Human body action normalization evaluation method and system

Technical Field

The invention relates to the field of human motion analysis, in particular to a human motion normalization evaluation method and system.

Background

With the emphasis of health and physical fitness, more and more people are beginning to actively participate in various forms of athletic activities. Among these sports, normative assessment of sports plays a vital role. However, the conventional scoring method mainly relies on manual referee to perform subjective scoring, but the scoring method has a plurality of disadvantages: first, the subjective factors of the human referee are large, and their judgment may be affected by personal preference, emotion and other factors, thus causing an uneven competition result. Secondly, the human referee may suffer from fatigue, errors, etc., affecting their judgment of the game. Even an experienced referee cannot ensure that a high level of operation is maintained throughout a long period of continuous operation. Meanwhile, in many scenes, human motion videos to be evaluated are usually photographed and collected under different viewing angles due to the influence of factors such as environment and human beings.

Disclosure of Invention

The invention provides a human motion normalization evaluation system, comprising: the system comprises a gesture estimation module, a human skeleton key point sequence coordinate missing value interpolation module, a human skeleton joint point sequence segmentation module, a human joint angle characteristic extraction module and a human action normalization evaluation module.

Further, the gesture estimation module is used for modeling the human body action gesture in the video.

Further, the human skeleton key point sequence coordinate missing value interpolation module is used for complementing missing key points appearing in the video frame.

Further, the human body action normalization evaluation module is used for comparing the human body characteristics of the specified video with the human body characteristics of the video to be evaluated, and performing score evaluation according to the comparison result.

Further, the system also comprises an automatic coding and decoding network module; the automatic coding and decoding network module is provided with an automatic coding and decoding network model for extracting and analyzing the action information characteristics.

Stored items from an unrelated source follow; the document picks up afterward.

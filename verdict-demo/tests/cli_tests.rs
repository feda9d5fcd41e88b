//! End-to-end tests of the demo binary.
//!
//! Every test passes `--no-config` (or an explicit `--config`) so a config file
//! in the user's home directory can't change the outcome.

#![allow(clippy::panic_in_result_fn)]

use std::path::Path;

use anyhow::Context;
use assert_cmd::Command;
use predicates::prelude::*;

fn demo() -> Command {
    let mut cmd = Command::new(assert_cmd::cargo::cargo_bin!("verdict-demo"));
    cmd.env_remove("VERDICT_RUN_NAME");
    cmd
}

fn stdout_of(cmd: &mut Command) -> String {
    String::from_utf8_lossy(&cmd.output().unwrap().stdout).into_owned()
}

fn file_names(dir: &Path) -> anyhow::Result<Vec<String>> {
    let mut names = Vec::new();
    for entry in std::fs::read_dir(dir).context("failed to list output directory")? {
        names.push(entry?.file_name().to_string_lossy().into_owned());
    }
    names.sort();
    Ok(names)
}

#[test]
fn summary_goes_to_stdout() {
    demo()
        .args(["--no-config", "-o", "DS"])
        .assert()
        .success()
        .stdout(predicate::str::contains("Name of Unit Tests: Thingy Tests").from_utf8())
        .stdout(predicate::str::contains("Unit Test Totals").from_utf8())
        .stdout(predicate::str::contains("Test 2 Thingys").from_utf8());
}

#[test]
fn run_name_comes_from_arguments() {
    demo()
        .args(["--no-config", "-o", "S", "--name", "Nightly"])
        .assert()
        .success()
        .stdout(predicate::str::contains("Name of Unit Tests: Nightly").from_utf8());
}

#[test]
fn missing_destination_is_a_usage_error() {
    demo()
        .args(["--no-config", "-o", "D"])
        .assert()
        .code(2)
        .stderr(predicate::str::contains("no output destination").from_utf8());
}

#[test]
fn bad_option_letters_are_a_usage_error() {
    demo()
        .args(["--no-config", "-o", "Sq"])
        .assert()
        .code(2)
        .stderr(predicate::str::contains("invalid output options").from_utf8());
}

#[test]
fn conflicting_flags_are_rejected() {
    demo().args(["--no-config", "-o", "S", "-p", "-f"]).assert().code(2);
    demo().args(["--no-config", "-o", "S", "-z", "-r"]).assert().code(2);
}

#[test]
fn fatal_suite_flushes_once_and_exits() {
    let stdout = stdout_of(demo().args(["--no-config", "-o", "DS", "-f"]));

    assert_eq!(stdout.matches("Unit Test Totals").count(), 1);
    assert!(stdout.contains("Fatal Thingy Test"));
    assert!(stdout.contains("Program must exit now!"));
    assert!(!stdout.contains("Why is this program still running?"));

    demo().args(["--no-config", "-o", "S", "-f"]).assert().code(1);
}

#[test]
fn repeat_prints_two_summaries() {
    let stdout = stdout_of(demo().args(["--no-config", "-o", "DS", "-r"]));
    assert_eq!(stdout.matches("Unit Test Totals").count(), 2);
}

#[test]
fn no_tests_still_prints_a_summary() {
    let stdout = stdout_of(demo().args(["--no-config", "-o", "TS", "-z"]));
    assert_eq!(stdout.matches("Unit Test Totals").count(), 1);
    assert!(!stdout.contains("Passing Test"));
}

#[test]
fn keep_alive_with_table_at_exit_skips_the_summary() {
    let stdout = stdout_of(demo().args(["--no-config", "-o", "DS", "-L", "-e"]));
    assert!(!stdout.contains("Unit Test Totals"));

    let stdout = stdout_of(demo().args(["--no-config", "-o", "DS", "-e"]));
    assert_eq!(stdout.matches("Unit Test Totals").count(), 1);
}

#[test]
fn strict_mode_fails_on_failures() {
    demo().args(["--no-config", "-o", "S", "-a"]).assert().code(1);
    demo()
        .args(["--no-config", "-o", "S", "-a", "-p"])
        .assert()
        .success();
}

#[test]
fn writes_every_file_format() -> anyhow::Result<()> {
    let dir = assert_fs::TempDir::new()?;
    let partial = |name: &str| dir.path().join(name).to_string_lossy().into_owned();

    demo()
        .args(["--no-config", "-o", "D"])
        .args(["-t", &partial("text")])
        .args(["--html", &partial("page")])
        .args(["-x", &partial("data")])
        .args(["-j", &partial("junit")])
        .assert()
        .success()
        .stdout(predicate::str::is_empty().from_utf8());

    let names = file_names(dir.path())?;
    let has = |prefix: &str, suffix: &str| {
        names
            .iter()
            .any(|n| n.starts_with(prefix) && n.ends_with(suffix))
    };

    assert!(has("text_", ".txt"), "{names:?}");
    assert!(has("page_", ".html"), "{names:?}");
    assert!(names.contains(&String::from("page.html")), "{names:?}");
    assert!(has("data_", ".xml"), "{names:?}");
    assert!(has("junit_", ".junit.xml"), "{names:?}");

    let text_file = names
        .iter()
        .find(|n| n.starts_with("text_"))
        .context("no text file")?;
    let text = std::fs::read_to_string(dir.path().join(text_file))?;
    assert!(text.contains("Test 1 Thingy"));
    assert!(text.contains("Unit Test Totals"));

    Ok(())
}

#[test]
fn explicit_broken_config_is_an_error() -> anyhow::Result<()> {
    let dir = assert_fs::TempDir::new()?;
    let path = dir.path().join("config.toml");
    std::fs::write(&path, "[report\noptions = ")?;

    demo()
        .arg("--config")
        .arg(&path)
        .args(["-o", "S"])
        .assert()
        .code(2)
        .stderr(predicate::str::contains("failed to parse config file").from_utf8());

    Ok(())
}

#[test]
fn config_file_supplies_settings() -> anyhow::Result<()> {
    let dir = assert_fs::TempDir::new()?;
    let path = dir.path().join("config.toml");
    std::fs::write(
        &path,
        "[report]\nname = \"From Config\"\noptions = \"TS\"\n",
    )?;

    demo()
        .arg("--config")
        .arg(&path)
        .assert()
        .success()
        .stdout(predicate::str::contains("Name of Unit Tests: From Config").from_utf8())
        .stdout(predicate::str::contains("Unit Test Totals").from_utf8());

    Ok(())
}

Further, the automatic codec network model includes: a motion information encoder, a skeleton structure information encoder, a camera view information encoder and a decoder; the action information encoder, the skeleton structure information encoder and the camera view angle information encoder decouple the key point sequence of the human skeleton into the following three feature vectors: A1. motion information feature vectors related to time represent motion related information of a human body; A2. time-independent human skeleton structure information features, representing the structure information of human skeleton; A3. the time-independent camera view angle feature represents camera angle information at the time of motion video capture.

Further, the decoder is used for orderly recombining the three independent feature vectors obtained by encoding to reconstruct a corresponding human skeleton key point sequence, comparing the key point sequence with a given real sample, and calculating corresponding loss.

A human motion normalization evaluation method, comprising the steps of: s1, modeling a human body in an action video to be evaluated and a standard action video to obtain a human skeleton key point sequence; s2, performing missing value interpolation on positions with missing values in all the action videos; s3, dividing the acquired human skeleton key point sequences into sequence blocks with consistent lengths; s4, acquiring characteristic information only comprising human action elements from a human skeleton key point sequence; s5, comparing the acquired characteristic information of the motion video to be evaluated and the characteristic information of the standard motion video after time sequence adjustment, and generating a motion standardability evaluation score.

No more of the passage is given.